Chocolate
Listen to the Recess! Clip
Author | John Cech (read by Lauren Brosnihan) |
Air Date | 2/3/2005 |
Chocolate Transcript
If you thought that chocolate grew on trees, you’d be right. But not in the form of candy bars or foil-wrapped bon bons. Earlier this fall I visited a traveling exhibition about chocolate from the Field Museum in Chicago, and one of the first things that I learned is that chocolate has a beginning that is anything but glamorous. In fact, the large yellow seed pods of the kahkow trees in the Central American rainforests, where chocolate was born, contain dark brown seeds that are actually so bitter that the monkeys and other animals that live in the forest won’t eat them. The ancient Maya of Central America discovered that if you roasted these seeds and mixed them with water, you would get a bitter drink that was, well . . . interesting.

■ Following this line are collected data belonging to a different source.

use std::sync::Arc;
use std::time::Duration;

use innkeep_core::domain::conversation::ConversationContext;
use innkeep_core::domain::property::Property;

use crate::conversation::{ExtractedSignals, PropertyTopic};
use crate::guardrails::{GuardrailDecision, GuardrailIntent, GuardrailPolicy, CANNED_CLARIFICATION};
use crate::llm::{generate_with_timeout, LlmClient};
use crate::templates;
use crate::turn::{DateUpdate, TurnDraft, TurnFacts};

/// Answers questions about the property and its availability. Facts come from the property
/// record; generated text is only used for questions the record cannot answer directly.
pub struct InquiryHandler {
    llm: Arc<dyn LlmClient>,
    llm_timeout: Duration,
    guardrails: GuardrailPolicy,
}

impl InquiryHandler {
    pub fn new(llm: Arc<dyn LlmClient>, llm_timeout: Duration, guardrails: GuardrailPolicy) -> Self {
        Self { llm, llm_timeout, guardrails }
    }

    pub async fn respond(&self, draft: &mut TurnDraft, facts: &TurnFacts<'_>) {
        let signals = facts.signals;
        let property = facts.property;

        if signals.dates.is_none() {
            if let Some(ambiguity) = &signals.date_ambiguity {
                draft.reply(ambiguity.clarifying_question());
                return;
            }
        }

        match facts.dates {
            DateUpdate::New(price) => draft.reply(templates::available(property, price)),
            DateUpdate::Changed { current, .. } => {
                let mut text = templates::available(property, current);
                if let Some(notice) = facts.dates.notice(property) {
                    text.push_str("\n\n");
                    text.push_str(&notice);
                }
                draft.reply(text);
            }
            other => {
                if let Some(notice) = other.notice(property) {
                    draft.reply(notice);
                }
            }
        }

        if let Some(requested) = signals.guest_count {
            if !property.accepts_guest_count(requested) {
                draft.reply(templates::guest_limit(property, requested));
            }
        }

        let answered_dates = facts.dates.priced().is_some();
        for answer in topic_answers(property, signals, draft.context(), answered_dates) {
            draft.reply(answer);
        }
        if draft.has_replies() {
            return;
        }

        if signals.greeting && !signals.property_question {
            draft.reply(templates::welcome(property));
            return;
        }

        if !signals.is_on_topic() {
            let decision = self
                .guardrails
                .evaluate(&GuardrailIntent::OffTopic { raw_text: facts.text.to_string() });
            if let Some(message) = decision.user_message() {
                tracing::info!(
                    event_name = "guardrail.off_topic",
                    message_id = %draft.message_id(),
                    "off-topic message redirected"
                );
                draft.reply(message);
                return;
            }
        }

        let known_price = draft.context().current_price().cloned();
        if signals.negotiation_mention || signals.price_mention {
            let mut text = templates::nightly_rate(property, known_price.as_ref());
            if signals.negotiation_mention {
                text = format!("Our rates are fixed. {text}");
            }
            if known_price.is_none() {
                text.push(' ');
                text.push_str(&templates::ask_for_dates());
            }
            draft.reply(text);
            return;
        }

        if signals.property_question {
            let answer = self.generated_answer(property, draft.context(), facts.text).await;
            draft.reply(answer);
            return;
        }

        match known_price {
            Some(price) => draft.reply(format!(
                "{} Would you like to book?",
                templates::price_summary(&price)
            )),
            None => draft.reply(templates::ask_for_dates()),
        }
    }

    async fn generated_answer(
        &self,
        property: &Property,
        context: &ConversationContext,
        question: &str,
    ) -> String {
        let prompt = property_prompt(property, context, question);
        let generated =
            match generate_with_timeout(self.llm.as_ref(), &prompt, self.llm_timeout).await {
                Ok(text) => text,
                Err(error) => {
                    tracing::warn!(
                        event_name = "llm.generation.degraded",
                        guest_id = %context.key.guest_id.0,
                        property_id = %context.key.property_id.0,
                        error = %error,
                        "falling back to canned clarification"
                    );
                    return CANNED_CLARIFICATION.to_string();
                }
            };

        match self.guardrails.evaluate(&GuardrailIntent::GeneratedReply { text: generated.clone() })
        {
            GuardrailDecision::Allow => generated,
            decision => {
                tracing::warn!(
                    event_name = "guardrail.generated_reply.replaced",
                    guest_id = %context.key.guest_id.0,
                    decision = ?decision,
                    "generated reply replaced"
                );
                decision.user_message().unwrap_or(CANNED_CLARIFICATION).to_string()
            }
        }
    }
}

/// Direct answers for the topics the property record covers.
pub(crate) fn topic_answers(
    property: &Property,
    signals: &ExtractedSignals,
    context: &ConversationContext,
    dates_answered: bool,
) -> Vec<String> {
    let mut answers = Vec::new();
    for topic in &signals.property_topics {
        let answer = match topic {
            PropertyTopic::Location => templates::location(property),
            PropertyTopic::CheckInOut => templates::check_in_out(property),
            PropertyTopic::Capacity => templates::capacity(property),
            PropertyTopic::Amenities => templates::amenities(property),
            PropertyTopic::Rate if dates_answered => continue,
            PropertyTopic::Rate => templates::nightly_rate(property, context.current_price()),
            PropertyTopic::Availability if dates_answered || signals.dates.is_some() => continue,
            PropertyTopic::Availability => match context.current_price() {
                Some(price) => templates::available(property, price),
                None => templates::ask_for_dates(),
            },
        };
        answers.push(answer);
    }
    answers
}

fn property_prompt(property: &Property, context: &ConversationContext, question: &str) -> String {
    let dates = context
        .extracted_dates
        .map(|range| range.to_string())
        .unwrap_or_else(|| "not given yet".to_string());
    format!(
        "You answer guest questions for the holiday rental \"{name}\" in {location}.\n\
         Facts: up to {guests} guests; check-in from {check_in}, check-out by {check_out}; \
         amenities: {amenities}.\n\
         The guest's dates: {dates}.\n\
         Never mention prices, discounts or availability; those are handled separately. \
         Answer in at most three sentences. If the question is not about this property or a \
         stay there, say you can only help with the property.\n\n\
         Guest: {question}",
        name = property.name,
        location = property.location,
        guests = property.max_guests,
        check_in = property.check_in_time,
        check_out = property.check_out_time,
        amenities = property.amenities.join(", "),
    )
}

#[cfg(test)]
mod tests {
    use std::sync::Arc;
    use std::time::Duration;

    use async_trait::async_trait;
    use chrono::{NaiveDate, Utc};

    use innkeep_core::domain::conversation::{ConversationContext, ConversationKey};
    use innkeep_core::domain::event::Actor;
    use innkeep_db::fixtures::demo_property;

    use super::InquiryHandler;
    use crate::conversation::IntentExtractor;
    use crate::guardrails::{GuardrailPolicy, CANNED_CLARIFICATION, OFF_TOPIC_REDIRECT};
    use crate::llm::{LlmClient, LlmError};
    use crate::turn::{DateUpdate, TurnDraft, TurnFacts};

    struct CannedLlm(&'static str);

    #[async_trait]
    impl LlmClient for CannedLlm {
        async fn generate(&self, _prompt: &str) -> Result<String, LlmError> {
            Ok(self.0.to_string())
        }
    }

    async fn answer(handler: &InquiryHandler, text: &str) -> Vec<String> {
        let property = demo_property();
        let snapshot = ConversationContext::new(ConversationKey::new("guest-1", "prop-lakeview"));
        let today = NaiveDate::from_ymd_opt(2025, 10, 18).expect("valid date");
        let signals = IntentExtractor::new().extract_text(text, &snapshot, today);
        let mut draft = TurnDraft::new(&snapshot, "m-1", Actor::Guest, Utc::now());
        let facts = TurnFacts {
            property: &property,
            signals: &signals,
            dates: &DateUpdate::Absent,
            text,
            attachment_failed: false,
        };
        handler.respond(&mut draft, &facts).await;
        draft.replies().to_vec()
    }

    fn handler(llm: &'static str) -> InquiryHandler {
        InquiryHandler::new(
            Arc::new(CannedLlm(llm)),
            Duration::from_secs(1),
            GuardrailPolicy::default(),
        )
    }

    #[tokio::test]
    async fn property_facts_come_from_the_record() {
        let replies = answer(&handler("unused"), "Where is the cottage located? Is there wifi?").await;
        assert!(replies.iter().any(|reply| reply.contains("Mall Road, Murree")));
        assert!(replies.iter().any(|reply| reply.contains("wifi")));
    }

    #[tokio::test]
    async fn off_topic_messages_are_redirected() {
        let replies = answer(&handler("unused"), "who won the cricket match").await;
        assert_eq!(replies, vec![OFF_TOPIC_REDIRECT.to_string()]);
    }

    #[tokio::test]
    async fn generated_discount_offers_never_reach_the_guest() {
        let replies =
            answer(&handler("We can give you 20% off as a special rate!"), "Is the lake safe for kids?")
                .await;
        assert_eq!(replies, vec![CANNED_CLARIFICATION.to_string()]);
    }

    #[tokio::test]
    async fn missing_dates_are_requested_when_asking_about_price() {
        let replies = answer(&handler("unused"), "how much does it cost").await;
        assert_eq!(replies.len(), 1);
        assert!(replies[0].contains("USD 100.00"));
        assert!(replies[0].contains("check-in and check-out dates"));
    }
}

They liked it so much that by 600 A.D., they were cultivating the kahkow trees in their household gardens and grinding the roasted seeds to make this chocolaty drink, which they started exporting to their neighbors. The Aztecs called the drink cacahuatl (“ka-ka-oo-attal”) or “bitter water.” The Spanish conquistadors tried the drink, too, and eventually sent it back to Europe where someone in the 1600s had the brilliant idea of adding sugar to it. With that culinary stroke, one of the great fads of Europe began. It was akin to the recent boom of high end coffee shops that have seemingly sprung up on every street corner in this country. In 1657, the first chocolate house opened its doors in London, and by the end of the century, there were over 2,000 places in the city where you could find this pricey drink. Since chocolate was so expensive (especially if you added sugar), it was often served in the best china cups, and to keep spots of the liquid off the finery of the customers, saucers were invented to catch the extra drops.
Over the centuries, the Europeans learned how to mill and refine chocolate until, by 1847, you got something really special: the first chocolate bar. And in 1875, Henri Nestle and Daniel Peter added milk and created, voila, milk chocolate. The rest, as they say, is history. By the 1930s in America, there were over 40,000 different kinds of candy bars, being produced all over the country. And today the annual retail sales of the various kinds of chocolate in this country, where we consume twelve pounds of chocolate a year per person, add up to a whopping 13 billion dollars. To its credit, the exhibition doesn’t conceal the fact that for much of its history chocolate has been, with sugar, a slave-labor intensive product. In some parts of Africa where chocolate is produced today, it is still the work of exploited laborers who are often, sadly children. It’s a bitter after-taste to this sweet treat, that researchers believe contains the same chemical that we naturally produce when we experience love.